Menurut penilaiannya yang argumentatif, perkaderan hijauhitam mengalami degradasi serius.
Penilaian itu berdasarkan pengalamannya selama 50 tahun, atau disebutnya sebagai 3 jaman.
Kondisi itu harus diperbaiki. Karena perkaderan adalah "nyawanya" HMI. Perkaderan yang berkualitas adalah kuncinya.
Bang Agus mengusulkan Lokakarya Perkaderan untuk membedah dan merumuskan sistem perkaderan bermutu dan kontekstual.
Apa yang dipikirkan dan diusulkannya bukan hanya bagus, tetapi jelas-jelas strategis dan mendesak.
Perkaderan adalah "mata air" kehidupan organisasi kader. Mata air harus tetap mengalir jernih, cukup dan bermutu.
Semoga Bang Agus terus sehat dan berkiprah untuk kemajuan himpunan, umat dan bangsa. Panjang umur dan produktif.
Terlalu banyak keunggulan Bang Agus. Sebagian adalah konsistensi, dedikasi dan ketelatenan.
Salam dari beliau untuk @ferrymbaldan, @kholismalik, @aripmust dan para sahabat yg lain.

Catatan redaksi: Prof Dr Agus Salim Sitompul memang layak digelari "sejarah berjalan" HMI. Paling tidak, ada 10 buku karya beliau tentang gerakan HMI sejak didirikan di Yogjakarta.
Buku-buku tersebut, yaitu: Sejarah Perjuangan HMI (1947-1975), HMI dalam Pandangan Seorang Pendeta: Antara
Antara Impian dan Kenyataan, Histiografi HMI (1947-1997), Pemikiran HMI dan Relevansinya Dengan Sejarah Perjuangan Bangsa Indonesia, Citra HMI, Kohati Dalam Sejarah (1966-1984), 44 Indikator Kemunduran HMI, Suatu Kritik dan Koreksi untuk Kebangkitan Kembali HMI, HMI Mengayuh diantara Cita dan Kritik, Menyatu dengan Ummat Menyatu dengan Bangsa, Pemikiran Keislaman Keindonesiaan, Usaha-Usaha Mendirikan Negara Islam Dan pelaksanaan Syariat Islam di Indonesia.

Di antara pemikiran Prof Dr H Agussalim Sitompul, ada yang paling menonjol dan menjadi rujukan sejarah kontekstual HMI. Yaitu, tentang fase kesejarahan HMI dalam interaksinya dengan umat dan bangsa.

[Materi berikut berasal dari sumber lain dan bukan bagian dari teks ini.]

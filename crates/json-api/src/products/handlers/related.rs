//! Related Products Handler

use std::sync::Arc;

use salvo::{
    oapi::extract::{PathParam, QueryParam},
    prelude::*,
};
use uuid::Uuid;

use storefront_app::domain::{pagination::MAX_LIMIT, products::data::DEFAULT_RELATED_LIMIT};

use crate::{
    envelope::Envelope,
    extensions::*,
    products::{errors::into_status_error, models::ProductResponse},
    state::State,
};

/// Related Products Handler
///
/// Products sharing a category, tag or brand with the given product, best rated first.
#[endpoint(
    tags("products"),
    summary = "Related Products",
    responses(
        (status_code = StatusCode::OK, description = "Related products"),
        (status_code = StatusCode::NOT_FOUND, description = "Product not found"),
        (status_code = StatusCode::BAD_REQUEST, description = "Bad Request"),
        (status_code = StatusCode::INTERNAL_SERVER_ERROR, description = "Internal Server Error"),
    ),
)]
pub(crate) async fn handler(
    product: PathParam<Uuid>,
    limit: QueryParam<u32, false>,
    depot: &mut Depot,
) -> Result<Json<Envelope<Vec<ProductResponse>>>, StatusError> {
    let state = depot.obtain_or_500::<Arc<State>>()?;

    let limit = limit.into_inner().unwrap_or(DEFAULT_RELATED_LIMIT);

    if !(1..=MAX_LIMIT).contains(&limit) {
        return Err(StatusError::bad_request().brief("Limit must be between 1 and 100"));
    }

    let products = state
        .app
        .products
        .related_products(product.into_inner().into(), limit)
        .await
        .map_err(into_status_error)?;

    Ok(Json(Envelope::data(
        products.into_iter().map(Into::into).collect(),
    )))
}

#[cfg(test)]
mod tests {
    use salvo::test::{ResponseExt, TestClient};
    use testresult::TestResult;

    use storefront_app::domain::products::{
        MockProductsService, ProductsServiceError, records::ProductUuid,
    };

    use crate::test_helpers::{make_product, products_service};

    use super::*;

    fn make_service(products: MockProductsService) -> Service {
        products_service(
            products,
            Router::with_path("products/{product}/related").get(handler),
        )
    }

    #[tokio::test]
    async fn test_related_uses_default_limit() -> TestResult {
        let uuid = ProductUuid::new();
        let other = ProductUuid::new();

        let mut products = MockProductsService::new();

        products
            .expect_related_products()
            .once()
            .withf(move |product, limit| *product == uuid && *limit == DEFAULT_RELATED_LIMIT)
            .return_once(move |_, _| Ok(vec![make_product(other)]));

        let body: Envelope<Vec<ProductResponse>> =
            TestClient::get(format!("http://example.com/products/{uuid}/related"))
                .send(&make_service(products))
                .await
                .take_json()
                .await?;

        let related: Vec<Uuid> = body
            .data
            .unwrap_or_default()
            .iter()
            .map(|product| product.uuid)
            .collect();

        assert_eq!(related, vec![other.into_uuid()]);

        Ok(())
    }

    #[tokio::test]
    async fn test_related_unknown_product_returns_404() -> TestResult {
        let mut products = MockProductsService::new();

        products
            .expect_related_products()
            .once()
            .return_once(|_, _| Err(ProductsServiceError::NotFound));

        let res = TestClient::get(format!(
            "http://example.com/products/{}/related?limit=2",
            Uuid::now_v7()
        ))
        .send(&make_service(products))
        .await;

        assert_eq!(res.status_code, Some(StatusCode::NOT_FOUND));

        Ok(())
    }
}
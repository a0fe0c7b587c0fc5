//! Reviews

pub mod data;
pub mod errors;
pub mod records;
mod repository;
pub mod service;

pub use errors::ReviewsServiceError;
pub use service::*;
//! Test helpers.

use std::sync::Arc;

use jiff::Timestamp;
use rust_decimal::Decimal;
use salvo::{affix_state::inject, catcher::Catcher, prelude::*};
use storefront::{pricing::CartTotals, products::ProductStatus};
use storefront_app::{
    auth::MockAuthService,
    context::AppContext,
    domain::{
        carts::{
            MockCartsService,
            records::{CartRecord, CartUuid},
        },
        categories::{
            MockCategoriesService,
            records::{CategoryRecord, CategoryUuid},
        },
        orders::MockOrdersService,
        products::{
            MockProductsService,
            records::{ProductRecord, ProductUuid},
        },
        reviews::MockReviewsService,
        rides::MockRidesService,
        users::{MockUsersService, records::UserUuid},
    },
};
use uuid::Uuid;

use crate::{catcher::EnvelopeCatcher, extensions::*, state::State};

pub(crate) const TEST_USER_UUID: UserUuid = UserUuid::from_uuid(Uuid::nil());

#[salvo::handler]
pub(crate) async fn inject_user(
    req: &mut Request,
    depot: &mut Depot,
    res: &mut Response,
    ctrl: &mut FlowCtrl,
) {
    depot.insert_user_uuid(TEST_USER_UUID);
    ctrl.call_next(req, depot, res).await;
}

/// One mock per service. Mocks without expectations fail any call made to them.
#[derive(Default)]
pub(crate) struct Mocks {
    pub(crate) auth: MockAuthService,
    pub(crate) users: MockUsersService,
    pub(crate) products: MockProductsService,
    pub(crate) categories: MockCategoriesService,
    pub(crate) carts: MockCartsService,
    pub(crate) orders: MockOrdersService,
    pub(crate) reviews: MockReviewsService,
    pub(crate) rides: MockRidesService,
}

impl Mocks {
    pub(crate) fn into_state(self) -> Arc<State> {
        State::from_app_context(AppContext {
            auth: Arc::new(self.auth),
            users: Arc::new(self.users),
            products: Arc::new(self.products),
            categories: Arc::new(self.categories),
            carts: Arc::new(self.carts),
            orders: Arc::new(self.orders),
            reviews: Arc::new(self.reviews),
            rides: Arc::new(self.rides),
        })
    }

    /// Serves `route` as an authenticated user, rendering errors through the envelope catcher.
    pub(crate) fn service(self, route: Router) -> Service {
        Service::new(
            Router::new()
                .hoop(inject(self.into_state()))
                .hoop(inject_user)
                .push(route),
        )
        .catcher(Catcher::default().hoop(EnvelopeCatcher::new(false)))
    }
}

pub(crate) fn products_service(products: MockProductsService, route: Router) -> Service {
    Mocks {
        products,
        ..Mocks::default()
    }
    .service(route)
}

pub(crate) fn categories_service(categories: MockCategoriesService, route: Router) -> Service {
    Mocks {
        categories,
        ..Mocks::default()
    }
    .service(route)
}

pub(crate) fn carts_service(carts: MockCartsService, route: Router) -> Service {
    Mocks {
        carts,
        ..Mocks::default()
    }
    .service(route)
}

pub(crate) fn timestamp() -> Timestamp {
    Timestamp::UNIX_EPOCH
}

pub(crate) fn make_product(uuid: ProductUuid) -> ProductRecord {
    ProductRecord {
        uuid,
        name: "Canvas Tote".to_string(),
        description: "A sturdy everyday bag".to_string(),
        price: 25_00,
        compare_price: Some(50_00),
        category: None,
        brand: Some("Acme".to_string()),
        tags: vec!["bags".to_string()],
        status: ProductStatus::Active,
        stock: 5,
        track_quantity: true,
        featured: false,
        on_sale: false,
        sale_ends_at: None,
        rating_average: Decimal::new(45, 1),
        rating_count: 2,
        created_at: timestamp(),
        updated_at: timestamp(),
    }
}

pub(crate) fn make_category(
    uuid: CategoryUuid,
    name: &str,
    parent: Option<CategoryUuid>,
) -> CategoryRecord {
    CategoryRecord {
        uuid,
        name: name.to_string(),
        slug: storefront::categories::slugify(name),
        description: None,
        parent,
        level: u32::from(parent.is_some()),
        path: parent.map(|parent| parent.to_string()).unwrap_or_default(),
        is_active: true,
        sort_order: 0,
        created_at: timestamp(),
        updated_at: timestamp(),
    }
}

pub(crate) fn empty_cart() -> CartRecord {
    CartRecord {
        uuid: CartUuid::new(),
        user: TEST_USER_UUID,
        items: vec![],
        coupon: None,
        totals: CartTotals::default(),
        created_at: timestamp(),
        updated_at: timestamp(),
    }
}
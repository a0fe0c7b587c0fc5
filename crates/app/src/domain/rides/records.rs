//! Ride Records

use jiff::Timestamp;

use crate::uuids::TypedUuid;

/// Ride UUID
pub type RideUuid = TypedUuid<RideRecord>;

/// Ride Record
#[derive(Debug, Clone)]
pub struct RideRecord {
    pub uuid: RideUuid,
    pub from_location: String,
    pub to_location: String,
    pub departure_at: Timestamp,
    pub vehicle_type: String,
    pub total_seats: u8,
    pub available_seats: u8,
    pub is_active: bool,
    pub created_at: Timestamp,
}
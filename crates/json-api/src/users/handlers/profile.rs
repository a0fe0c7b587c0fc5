//! User Profile Handler

use std::sync::Arc;

use salvo::prelude::*;

use crate::{
    envelope::Envelope,
    extensions::*,
    state::State,
    users::{errors::into_status_error, models::ProfileResponse},
};

/// User Profile Handler
///
/// The authenticated user's profile.
#[endpoint(
    tags("users"),
    summary = "Get Profile",
    security(("bearer_auth" = [])),
    responses(
        (status_code = StatusCode::OK, description = "Profile"),
        (status_code = StatusCode::NOT_FOUND, description = "User not found"),
        (status_code = StatusCode::UNAUTHORIZED, description = "Not authorized"),
        (status_code = StatusCode::INTERNAL_SERVER_ERROR, description = "Internal Server Error"),
    ),
)]
pub(crate) async fn handler(
    depot: &mut Depot,
) -> Result<Json<Envelope<ProfileResponse>>, StatusError> {
    let state = depot.obtain_or_500::<Arc<State>>()?;
    let user = depot.user_uuid_or_401()?;

    let profile = state
        .app
        .users
        .get_profile(user)
        .await
        .map_err(into_status_error)?;

    Ok(Json(Envelope::data(profile.into())))
}
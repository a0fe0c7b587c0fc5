//! Product Records

use jiff::Timestamp;
use rust_decimal::Decimal;
use storefront::products::{ProductStatus, discount_percentage, in_stock, is_low_stock};

use crate::{domain::categories::records::CategoryUuid, uuids::TypedUuid};

/// Product UUID
pub type ProductUuid = TypedUuid<ProductRecord>;

/// Product Record
#[derive(Debug, Clone)]
pub struct ProductRecord {
    pub uuid: ProductUuid,
    pub name: String,
    pub description: String,
    pub price: u64,
    pub compare_price: Option<u64>,
    pub category: Option<CategoryUuid>,
    pub brand: Option<String>,
    pub tags: Vec<String>,
    pub status: ProductStatus,
    pub stock: u64,

    /// Whether stock is counted. Untracked products never run out.
    pub track_quantity: bool,
    pub featured: bool,
    pub on_sale: bool,

    /// When the sale stops. Open-ended when `None`.
    pub sale_ends_at: Option<Timestamp>,
    pub rating_average: Decimal,
    pub rating_count: u64,
    pub created_at: Timestamp,
    pub updated_at: Timestamp,
}

impl ProductRecord {
    /// Whole percent saved against the compare-at price.
    #[must_use]
    pub fn discount_percentage(&self) -> u64 {
        discount_percentage(self.price, self.compare_price)
    }

    #[must_use]
    pub fn in_stock(&self) -> bool {
        in_stock(self.stock, self.track_quantity)
    }

    #[must_use]
    pub fn is_low_stock(&self) -> bool {
        is_low_stock(self.stock, self.track_quantity)
    }
}
//! Order Errors

use salvo::http::StatusError;
use tracing::{error, warn};

use storefront_app::domain::orders::OrdersServiceError;

use crate::carts;

pub(crate) fn into_status_error(error: OrdersServiceError) -> StatusError {
    match error {
        OrdersServiceError::NotFound => StatusError::not_found().brief("Order not found"),
        OrdersServiceError::EmptyCart => StatusError::bad_request().brief("Cart is empty"),
        OrdersServiceError::Cart(source) => carts::into_status_error(source),
        OrdersServiceError::Pricing(source) => {
            warn!("failed to price order: {source}");

            StatusError::unprocessable_entity().brief("Order totals could not be calculated")
        }
        OrdersServiceError::AlreadyExists => StatusError::conflict().brief("Order already exists"),
        OrdersServiceError::InvalidReference
        | OrdersServiceError::MissingRequiredData
        | OrdersServiceError::InvalidData => {
            StatusError::bad_request().brief("Invalid order payload")
        }
        OrdersServiceError::Sql(source) => {
            error!("orders storage error: {source}");

            StatusError::internal_server_error().brief("Internal server error")
        }
    }
}
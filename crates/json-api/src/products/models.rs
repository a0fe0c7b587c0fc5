//! Product Models

use salvo::oapi::ToSchema;
use serde::{Deserialize, Serialize};
use storefront::ratings::RatingSummary;
use uuid::Uuid;

use storefront_app::domain::products::records::ProductRecord;

/// Aggregate rating
#[derive(Debug, Clone, PartialEq, Eq, Serialize, Deserialize, ToSchema)]
pub(crate) struct RatingResponse {
    /// Mean rating to one decimal place, as a decimal string
    pub average: String,

    /// Number of reviews
    pub count: u64,
}

impl From<RatingSummary> for RatingResponse {
    fn from(summary: RatingSummary) -> Self {
        Self {
            average: summary.average.to_string(),
            count: summary.count,
        }
    }
}

/// Product
#[derive(Debug, Serialize, Deserialize, ToSchema)]
#[serde(rename_all = "camelCase")]
pub(crate) struct ProductResponse {
    pub uuid: Uuid,
    pub name: String,
    pub description: String,

    /// Price in minor units
    pub price: u64,

    /// Compare-at price in minor units
    pub compare_price: Option<u64>,
    pub category: Option<Uuid>,
    pub brand: Option<String>,
    pub tags: Vec<String>,
    pub status: String,
    pub stock: u64,
    pub track_quantity: bool,
    pub featured: bool,
    pub on_sale: bool,
    pub sale_ends_at: Option<String>,
    pub rating: RatingResponse,

    /// Whole percent saved against the compare-at price
    pub discount_percentage: u64,
    pub in_stock: bool,
    pub is_low_stock: bool,
    pub created_at: String,
    pub updated_at: String,
}

impl From<ProductRecord> for ProductResponse {
    fn from(product: ProductRecord) -> Self {
        Self {
            discount_percentage: product.discount_percentage(),
            in_stock: product.in_stock(),
            is_low_stock: product.is_low_stock(),
            uuid: product.uuid.into_uuid(),
            name: product.name,
            description: product.description,
            price: product.price,
            compare_price: product.compare_price,
            category: product.category.map(|category| category.into_uuid()),
            brand: product.brand,
            tags: product.tags,
            status: product.status.as_str().to_string(),
            stock: product.stock,
            track_quantity: product.track_quantity,
            featured: product.featured,
            on_sale: product.on_sale,
            sale_ends_at: product.sale_ends_at.map(|ends_at| ends_at.to_string()),
            rating: RatingResponse {
                average: product.rating_average.to_string(),
                count: product.rating_count,
            },
            created_at: product.created_at.to_string(),
            updated_at: product.updated_at.to_string(),
        }
    }
}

Prof Dr H Agussalim Sitompul, membagi kesejarahan HMI dalam lima zaman perjalanan HMI dan 10 fase perjuangan, yakni:
Pertama, zaman perang kemerdekaan dan masa kemerdekaan (1946-1949) yang dibagi dalam fase konsolidasi spiritual dan proses berdirinya HMI (November 1946-5 Februari 1947), fase berdiri dan pengokohan (5 Februari-30 November 1947), dan fase perjuangan bersenjata dan perang kemerdekaan, dan menghadapi pengkhianatan dan pemberontakan PKI I (1947-1949).
Kedua, zaman liberal (1950-1959). Pada masa ini HMI sibuk membina dan membangun dirinya sehingga menjadi organisasi yang solid dan tumbuh membesar. Bulan Juli 1951 PB HMI dipindahkan dari Yogyakarta ke Jakarta.
Ketiga, zaman organisasi terpimpin atau zaman Orde Lama (1950-1965). Zaman ini dibagi dua fase, yakni fase pembinaan dan pengembangan organisasi (1950-1963), dan fase tantangan I (1964-1965). Pada fase tantangan I, HMI menghadapi upaya pembubaran oleh Partai Komunis Indonesia (PKI) yang dihadapi HMI dengan strategi PKI (Pengamanan, Konsolidasi, dan Integrasi). Pada masa ini juga Ketua HMI, Mar’ie Muhammad pada 25 Oktober 1965 berinisiatif mendirikan KAMI (Kesatuan Aksi Mahasiswa Indonesia).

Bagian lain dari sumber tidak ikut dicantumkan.